ChatGPT has taken the world by storm.

Within two months of its release it reached 100 million active users, making it the fastest-growing consumer application ever launched. Users are attracted to the tool’s advanced capabilities – and concerned by its potential to cause disruption in various sectors.

A much less discussed implication is the privacy risks ChatGPT poses to each and every one of us. Just yesterday, Google unveiled its own conversational AI called Bard, and others will surely follow. Technology companies working on AI have well and truly entered an arms race.

The problem is it’s fuelled by our personal data.

300 billion words. How many are yours?

ChatGPT is underpinned by a large language model that requires massive amounts of data to function and improve. The more data the model is trained on, the better it gets at detecting patterns, anticipating what will come next and generating plausible text.

OpenAI, the company behind ChatGPT, fed the tool some 300 billion words systematically scraped from the internet: books, articles, websites and posts – including personal information obtained without consent.

If you’ve ever written a blog post or product review, or commented on an article online, there’s a good chance this information was consumed by ChatGPT.

So why is that an issue?

The data collection used to train ChatGPT is problematic for several reasons.

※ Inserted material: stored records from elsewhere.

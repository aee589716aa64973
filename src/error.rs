//! Error types for papaya-voice.

use thiserror::Error;

#[derive(Error, Debug)]
pub enum LiveError {
    // Configuration errors
    #[error("Invalid configuration value for {key}: {message}")]
    ConfigInvalidValue { key: String, message: String },

    #[error("API key not found (set GEMINI_API_KEY or session.api_key)")]
    MissingApiKey,

    // Audio device errors
    #[error("Audio device not found: {device}")]
    AudioDeviceNotFound { device: String },

    #[error("Microphone access denied: {message}")]
    AudioPermission { message: String },

    #[error("Audio capture failed: {message}")]
    AudioCapture { message: String },

    #[error("Audio playback failed: {message}")]
    AudioPlayback { message: String },

    #[error("Audio decode failed: {message}")]
    AudioDecode { message: String },

    // Live session errors
    #[error("Live session transport error: {message}")]
    Transport { message: String },

    #[error("Live session protocol error: {message}")]
    Protocol { message: String },

    #[error("Live session is closed")]
    SessionClosed,

    // General I/O errors
    #[error("I/O error: {0}")]
    Io(#[from] std::io::Error),
}

pub type Result<T> = std::result::Result<T, LiveError>;

#[cfg(test)]
mod tests {
    use super::*;
    use std::io;

    #[test]
    fn test_config_invalid_value_display() {
        let error = LiveError::ConfigInvalidValue {
            key: "audio.capture_frame_size".to_string(),
            message: "must be positive".to_string(),
        };
        assert_eq!(
            error.to_string(),
            "Invalid configuration value for audio.capture_frame_size: must be positive"
        );
    }

    #[test]
    fn test_missing_api_key_mentions_env_var() {
        assert!(LiveError::MissingApiKey.to_string().contains("GEMINI_API_KEY"));
    }

    #[test]
    fn test_audio_device_not_found_display() {
        let error = LiveError::AudioDeviceNotFound {
            device: "default".to_string(),
        };
        assert_eq!(error.to_string(), "Audio device not found: default");
    }

    #[test]
    fn test_audio_permission_display() {
        let error = LiveError::AudioPermission {
            message: "denied by user".to_string(),
        };
        assert_eq!(error.to_string(), "Microphone access denied: denied by user");
    }

    #[test]
    fn test_audio_decode_display() {
        let error = LiveError::AudioDecode {
            message: "odd byte count".to_string(),
        };
        assert_eq!(error.to_string(), "Audio decode failed: odd byte count");
    }

    #[test]
    fn test_transport_display() {
        let error = LiveError::Transport {
            message: "connection reset".to_string(),
        };
        assert_eq!(
            error.to_string(),
            "Live session transport error: connection reset"
        );
    }

    #[test]
    fn test_from_io_error() {
        let io_error = io::Error::new(io::ErrorKind::NotFound, "file not found");
        let error: LiveError = io_error.into();
        assert!(error.to_string().contains("file not found"));
    }

    #[test]
    fn test_error_source_chain_io() {
        let io_error = io::Error::new(io::ErrorKind::PermissionDenied, "access denied");
        let error: LiveError = io_error.into();

        let error_trait: &dyn std::error::Error = &error;
        assert!(error_trait.source().is_some());
    }

    #[test]
    fn test_error_is_send_and_sync() {
        fn assert_send<T: Send>() {}
        fn assert_sync<T: Sync>() {}

        assert_send::<LiveError>();
        assert_sync::<LiveError>();
    }
}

First, none of us were asked whether OpenAI could use our data. This is a clear violation of privacy, especially when data are sensitive and can be used to identify us, our family members, or our location.

Even when data are publicly available their use can breach what we call contextual integrity. This is a fundamental principle in legal discussions of privacy. It requires that individuals’ information is not revealed outside of the context in which it was originally produced.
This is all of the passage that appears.